In the Nag Hammadi scrolls, there is an account of the killing of St. James, the first bishop of Jerusalem. James was the hero of the Jewish Christians, and there is a very strong tradition that he prayed for God’s mercy on his killer, in the spirit of Jesus His kinsman.
And we find this in the bible among the Greek-speaking Christians: very quickly after Pentecost – when Stephen the deacon is being stoned to death, another horrible way to die, he prays for forgiveness of those doing the deed, after he sees the Son of Man, Jesus, at the right hand of God – in heaven, fully equal to God the Father. A question the early Church had in its first two generations was should they forgive the Jews who were organizing persecutions against them in Roman cities. So, we have the scandal of some copyists dropping this sentence of mercy from the gospel, so that their communities would not have to forgive the Jews around them as Jesus forgave the Jews around him. Fr. Raymond Brown points out that over the long history since, the problem has been not the absence of this prayer from the old manuscripts, but rather the failure to incorporate forgiveness into the heart.

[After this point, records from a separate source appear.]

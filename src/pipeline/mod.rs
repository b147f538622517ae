//! Transform pipeline: decode, metadata inspect, conditional resize,
//! re-encode, savings statistics. One request, one pass, no retries and no
//! fallback between formats.

use std::fmt;

use image::ImageFormat;

use crate::codec::{self, OutputFormat, TransformError};
use crate::config::OptimizeConfig;

/// Steps a request moves through, in order. Terminal states are `Responded`
/// and `Errored`; no step is ever revisited within a request.
#[derive(Debug, Clone, Copy, PartialEq, Eq)]
pub enum Stage {
    Received,
    Authenticated,
    RateChecked,
    Validated,
    Decoded,
    Resized,
    Encoded,
    Responded,
    Errored,
}

impl Stage {
    pub fn as_str(&self) -> &'static str {
        match self {
            Stage::Received => "received",
            Stage::Authenticated => "authenticated",
            Stage::RateChecked => "rate_checked",
            Stage::Validated => "validated",
            Stage::Decoded => "decoded",
            Stage::Resized => "resized",
            Stage::Encoded => "encoded",
            Stage::Responded => "responded",
            Stage::Errored => "errored",
        }
    }
}

impl fmt::Display for Stage {
    fn fmt(&self, f: &mut fmt::Formatter<'_>) -> fmt::Result {
        f.write_str(self.as_str())
    }
}

/// How the optimized bytes are returned to the caller.
#[derive(Debug, Clone, Copy, PartialEq, Eq)]
pub enum ResponseMode {
    Binary,
    Url,
}

impl ResponseMode {
    pub fn parse(s: &str) -> Self {
        match s.to_ascii_lowercase().as_str() {
            "url" => Self::Url,
            _ => Self::Binary,
        }
    }
}

/// Validated transform parameters. Every field has a safe default; garbage
/// input falls back rather than failing the request.
#[derive(Debug, Clone)]
pub struct TransformRequest {
    pub quality: u8,
    pub format: OutputFormat,
    pub max_width: u32,
    pub response_mode: ResponseMode,
}

impl TransformRequest {
    pub fn new(
        quality: Option<u8>,
        format: Option<&str>,
        max_width: Option<u32>,
        response_mode: Option<&str>,
        defaults: &OptimizeConfig,
    ) -> Self {
        // Zero quality/width take the default, matching the original
        // service's falsy-value handling.
        let quality = quality
            .filter(|q| *q > 0)
            .unwrap_or(defaults.default_quality)
            .clamp(1, 100);
        let format = format
            .filter(|s| !s.trim().is_empty())
            .map(OutputFormat::parse)
            .unwrap_or_else(|| OutputFormat::parse(&defaults.default_format));
        let max_width = max_width
            .filter(|w| *w > 0)
            .unwrap_or(defaults.default_max_width);
        let response_mode = response_mode
            .map(ResponseMode::parse)
            .unwrap_or(ResponseMode::Binary);
        Self {
            quality,
            format,
            max_width,
            response_mode,
        }
    }
}

/// Outcome of one optimization: the encoded bytes plus the statistics both
/// response modes report. Immutable after creation.
#[derive(Debug)]
pub struct OptimizationResult {
    pub original_size: usize,
    pub optimized_size: usize,
    pub savings_percent: f64,
    pub width: u32,
    pub height: u32,
    pub format: OutputFormat,
    pub output: Vec<u8>,
}

impl OptimizationResult {
    fn new(
        original_size: usize,
        output: Vec<u8>,
        width: u32,
        height: u32,
        format: OutputFormat,
    ) -> Result<Self, TransformError> {
        // A zero-byte original makes the savings ratio undefined; the
        // pipeline rejects the upload before decoding, this guards the
        // constructor itself.
        if original_size == 0 {
            return Err(TransformError::EmptyInput);
        }
        let optimized_size = output.len();
        Ok(Self {
            original_size,
            optimized_size,
            savings_percent: savings_percent(original_size, optimized_size),
            width,
            height,
            format,
            output,
        })
    }

    pub fn content_type(&self) -> String {
        self.format.content_type()
    }

    pub fn extension(&self) -> &str {
        self.format.label()
    }
}

/// Relative size reduction in percent, rounded to 2 decimals. Negative when
/// the "optimized" encoding came out larger.
fn savings_percent(original: usize, optimized: usize) -> f64 {
    let raw = (original as f64 - optimized as f64) / original as f64 * 100.0;
    (raw * 100.0).round() / 100.0
}

/// Run the full transform: decode -> inspect -> conditional fit-inside
/// resize -> encode -> statistics.
pub fn transform(
    bytes: &[u8],
    request: &TransformRequest,
) -> Result<OptimizationResult, TransformError> {
    if bytes.is_empty() {
        return Err(TransformError::EmptyInput);
    }

    let (img, source) = codec::decode_image(bytes)?;
    let (natural_width, natural_height) = (img.width(), img.height());
    tracing::debug!(
        stage = %Stage::Decoded,
        width = natural_width,
        height = natural_height,
        source = source_label(source),
        "decoded upload"
    );

    let img = if natural_width > request.max_width {
        let resized = codec::resize_to_width(&img, request.max_width);
        tracing::debug!(
            stage = %Stage::Resized,
            width = resized.width(),
            height = resized.height(),
            "resized to fit max width"
        );
        resized
    } else {
        img
    };
    let (out_width, out_height) = (img.width(), img.height());

    let output = codec::encode_image(&img, &request.format, request.quality, source)?;
    tracing::debug!(stage = %Stage::Encoded, bytes = output.len(), "encoded output");

    let result = OptimizationResult::new(
        bytes.len(),
        output,
        out_width,
        out_height,
        request.format.clone(),
    )?;
    tracing::info!(
        "Optimized image: {} -> {} bytes ({:.2}% saved)",
        result.original_size,
        result.optimized_size,
        result.savings_percent
    );
    Ok(result)
}

fn source_label(format: ImageFormat) -> &'static str {
    format.extensions_str().first().copied().unwrap_or("unknown")
}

Ever since Jesus’s utterance, and Stephen’s and James’ – all martyrs try to imitate Our Lord on the Cross and extend forgiveness to their persecutors. People still find it remarkable to hear someone grant forgiveness in situations of incredible violence and terror. I knew survivors from the Communist era who heard their priest-fathers forgive those who turned them in to the KGB and the prisons of Stalin: if you don’t forgive, one said about the man who betrayed her father’s hiding place to the secret police, the hate will eat you up from inside, a spiritual cancer.

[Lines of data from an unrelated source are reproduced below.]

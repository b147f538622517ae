use quick_error::quick_error;

#[derive(Debug)]
#[doc(hidden)]
pub struct EncodingErrorDetail; // maybe later

quick_error! {
    /// Failures enum
    #[derive(Debug)]
    #[non_exhaustive]
    pub enum Error {
        /// Slices given to `encode_raw_planes` must be `width * height` large.
        TooFewPixels {
            display("Provided buffer is smaller than width * height")
        }
        Unsupported(msg: &'static str) {
            display("Not supported: {}", msg)
        }
        EncodingError(e: EncodingErrorDetail) {
            display("Encoding error reported by rav1e")
            from(_e: rav1e::InvalidConfig) -> (EncodingErrorDetail)
            from(_e: rav1e::EncoderStatus) -> (EncodingErrorDetail)
        }
    }
}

So here is a question for all of us in this Lenten season of conversion and repentance and healing: is there someone who I have not forgiven? Am I angry at someone – a person I know, a political or religious movement? Have I failed to forgive those who have damaged me? Society tells us too often that we should not forgive, we should not reconcile, we should hold onto our pain or anger. We know it is not physically or mentally healthy to do so – we know from the Lord Himself that we must ask God to forgive them. We also know from the Lord Himself that we must individually forgive.
After the resurrection, Jesus makes breakfast for the apostles while they are fishing. After they eat, he sits alone with Saint Peter. He asks Peter three times: Do you love me? Three times Peter answers – it is the opportunity Christ gives to Peter to atone for denying Jesus three times during the Passion. If Jesus could forgive those who put him on the cross, if Jesus could forgive the close friend who denied and abandoned Him practically to His face, who am I to hold on to my anger, my hurt, my pain? Like that woman who had to forgive the neighbor who betrayed her father to the secret police, we know deep down that holding onto pain and anger is a physical and spiritual cancer eating away at us. It prevents us from loving God fully, from accepting His love, and from loving as He loves.
It is not easy to forgive someone who may not deserve it, who may not even want it, who continues to hurt others or even continues to hurt me. But if the martyrs could do it while they were suffering their own passions, so too can we. If I am holding onto something, this is the year to ask Christ our God that through His life-giving suffering and death, I be freed of it once and for all.